--- RECORDS FOR THE TASK Enclosed Below ---
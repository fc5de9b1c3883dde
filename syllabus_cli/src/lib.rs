use std::path::PathBuf;

use clap::Parser;
use clap::Subcommand;
use clap::ValueEnum;

#[derive(Parser)]
#[command(
	author,
	version,
	about = "Build multi-edition training courses from interlinked documents.",
	long_about = "syllabus selects the documents of one course edition from a shared corpus.\n\nA \
	              YAML unit configuration picks the lessons, levels and scenarios; the documents \
	              themselves declare which glossary terms, programs and options they provide, \
	              require or mention. syllabus follows those dependencies, prunes everything the \
	              course does not need and hands the renderer its selection tags.\n\nQuick \
	              start:\n  syllabus tags   Print the selection tags\n  syllabus plan   Show \
	              which documents are built and why\n  syllabus check  Validate the corpus\n  \
	              syllabus build  Run the renderer for the course"
)]
pub struct SyllabusCli {
	#[command(subcommand)]
	pub command: Option<Commands>,

	/// Path to the project root directory.
	#[arg(long, short, global = true)]
	pub path: Option<PathBuf>,

	/// Enable verbose output.
	#[arg(long, short, global = true, default_value_t = false)]
	pub verbose: bool,

	/// Disable colored output.
	#[arg(long, global = true, default_value_t = false)]
	pub no_color: bool,
}

#[derive(Subcommand)]
pub enum Commands {
	/// Print the selection tags of a course, one per line.
	///
	/// Tags are printed in the order the unit configuration lists its
	/// components: the component name first, then one tag per scenario and
	/// level it is taught at.
	Tags {
		/// Root unit configuration. Defaults to `course` in `syllabus.toml`.
		#[arg(long)]
		course: Option<PathBuf>,
	},
	/// Show which documents a course builds and why.
	///
	/// Lists the selected, required and mentioned documents, the unused
	/// documents that are pruned, and which documents the renderer has to
	/// read again since the last build.
	Plan {
		/// Root unit configuration. Defaults to `course` in `syllabus.toml`.
		#[arg(long)]
		course: Option<PathBuf>,

		/// Output format. Use `text` for human-readable output or `json` for
		/// programmatic consumption.
		#[arg(long, value_enum, default_value_t = OutputFormat::Text)]
		format: OutputFormat,
	},
	/// Validate the unit configuration and every document.
	///
	/// Configuration errors always fail with exit code 2. Warnings about
	/// documents (malformed metadata, duplicate providers, identifiers
	/// nobody provides) only fail the check with `--strict`.
	Check {
		/// Root unit configuration. Defaults to `course` in `syllabus.toml`.
		#[arg(long)]
		course: Option<PathBuf>,

		/// Exit with code 1 when any warning is reported.
		#[arg(long, default_value_t = false)]
		strict: bool,
	},
	/// Build a course with the renderer.
	///
	/// Writes the course plan to `.syllabus/cache/plan.json`, then runs
	/// `make <format>` in the project root with the course's selection tags
	/// and the unused documents as exclude patterns. After a successful build
	/// the pruned documents are recorded so the next build can bring back
	/// documents that become needed again.
	Build {
		/// Root unit configuration. Defaults to `course` in `syllabus.toml`.
		#[arg(long)]
		course: Option<PathBuf>,

		/// Renderer output format.
		#[arg(long, value_enum, default_value_t = BuildFormat::Html)]
		format: BuildFormat,

		/// Output directory handed to the renderer.
		#[arg(long)]
		output: Option<PathBuf>,

		/// Print the renderer command instead of running it.
		#[arg(long, default_value_t = false)]
		dry_run: bool,
	},
}

#[derive(Debug, Clone, Copy, ValueEnum)]
pub enum OutputFormat {
	/// Human-readable text output with colors and formatting.
	Text,
	/// JSON output for programmatic consumption.
	Json,
}

#[derive(Debug, Clone, Copy, PartialEq, Eq, ValueEnum)]
pub enum BuildFormat {
	/// A static HTML site.
	Html,
	/// A PDF through LaTeX.
	Latexpdf,
}

impl BuildFormat {
	/// The `make` target for this format.
	pub fn target(self) -> &'static str {
		match self {
			Self::Html => "html",
			Self::Latexpdf => "latexpdf",
		}
	}
}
--- End of Enclosed RECORDS FOR THE TASK ---
EXERCISE GOAL. Each record above has to be printed again, word for word.

RESULT FOR THIS EXERCISE.
repository fc5de9b1c3883dde
filename syllabus_cli/src/lib.rs
use std::path::PathBuf;

use clap::Parser;
use clap::Subcommand;
use clap::ValueEnum;

#[derive(Parser)]
#[command(
	author,
	version,
	about = "Build multi-edition training courses from interlinked documents.",
	long_about = "syllabus selects the documents of one course edition from a shared corpus.\n\nA \
	              YAML unit configuration picks the lessons, levels and scenarios; the documents \
	              themselves declare which glossary terms, programs and options they provide, \
	              require or mention. syllabus follows those dependencies, prunes everything the \
	              course does not need and hands the renderer its selection tags.\n\nQuick \
	              start:\n  syllabus tags   Print the selection tags\n  syllabus plan   Show \
	              which documents are built and why\n  syllabus check  Validate the corpus\n  \
	              syllabus build  Run the renderer for the course"
)]
pub struct SyllabusCli {
	#[command(subcommand)]
	pub command: Option<Commands>,

	/// Path to the project root directory.
	#[arg(long, short, global = true)]
	pub path: Option<PathBuf>,

	/// Enable verbose output.
	#[arg(long, short, global = true, default_value_t = false)]
	pub verbose: bool,

	/// Disable colored output.
	#[arg(long, global = true, default_value_t = false)]
	pub no_color: bool,
}

#[derive(Subcommand)]
pub enum Commands {
	/// Print the selection tags of a course, one per line.
	///
	/// Tags are printed in the order the unit configuration lists its
	/// components: the component name first, then one tag per scenario and
	/// level it is taught at.
	Tags {
		/// Root unit configuration. Defaults to `course` in `syllabus.toml`.
		#[arg(long)]
		course: Option<PathBuf>,
	},
	/// Show which documents a course builds and why.
	///
	/// Lists the selected, required and mentioned documents, the unused
	/// documents that are pruned, and which documents the renderer has to
	/// read again since the last build.
	Plan {
		/// Root unit configuration. Defaults to `course` in `syllabus.toml`.
		#[arg(long)]
		course: Option<PathBuf>,

		/// Output format. Use `text` for human-readable output or `json` for
		/// programmatic consumption.
		#[arg(long, value_enum, default_value_t = OutputFormat::Text)]
		format: OutputFormat,
	},
	/// Validate the unit configuration and every document.
	///
	/// Configuration errors always fail with exit code 2. Warnings about
	/// documents (malformed metadata, duplicate providers, identifiers
	/// nobody provides) only fail the check with `--strict`.
	Check {
		/// Root unit configuration. Defaults to `course` in `syllabus.toml`.
		#[arg(long)]
		course: Option<PathBuf>,

		/// Exit with code 1 when any warning is reported.
		#[arg(long, default_value_t = false)]
		strict: bool,
	},
	/// Build a course with the renderer.
	///
	/// Writes the course plan to `.syllabus/cache/plan.json`, then runs
	/// `make <format>` in the project root with the course's selection tags
	/// and the unused documents as exclude patterns. After a successful build
	/// the pruned documents are recorded so the next build can bring back
	/// documents that become needed again.
	Build {
		/// Root unit configuration. Defaults to `course` in `syllabus.toml`.
		#[arg(long)]
		course: Option<PathBuf>,

		/// Renderer output format.
		#[arg(long, value_enum, default_value_t = BuildFormat::Html)]
		format: BuildFormat,

		/// Output directory handed to the renderer.
		#[arg(long)]
		output: Option<PathBuf>,

		/// Print the renderer command instead of running it.
		#[arg(long, default_value_t = false)]
		dry_run: bool,
	},
}

#[derive(Debug, Clone, Copy, ValueEnum)]
pub enum OutputFormat {
	/// Human-readable text output with colors and formatting.
	Text,
	/// JSON output for programmatic consumption.
	Json,
}

#[derive(Debug, Clone, Copy, PartialEq, Eq, ValueEnum)]
pub enum BuildFormat {
	/// A static HTML site.
	Html,
	/// A PDF through LaTeX.
	Latexpdf,
}

impl BuildFormat {
	/// The `make` target for this format.
	pub fn target(self) -> &'static str {
		match self {
			Self::Html => "html",
			Self::Latexpdf => "latexpdf",
		}
	}
}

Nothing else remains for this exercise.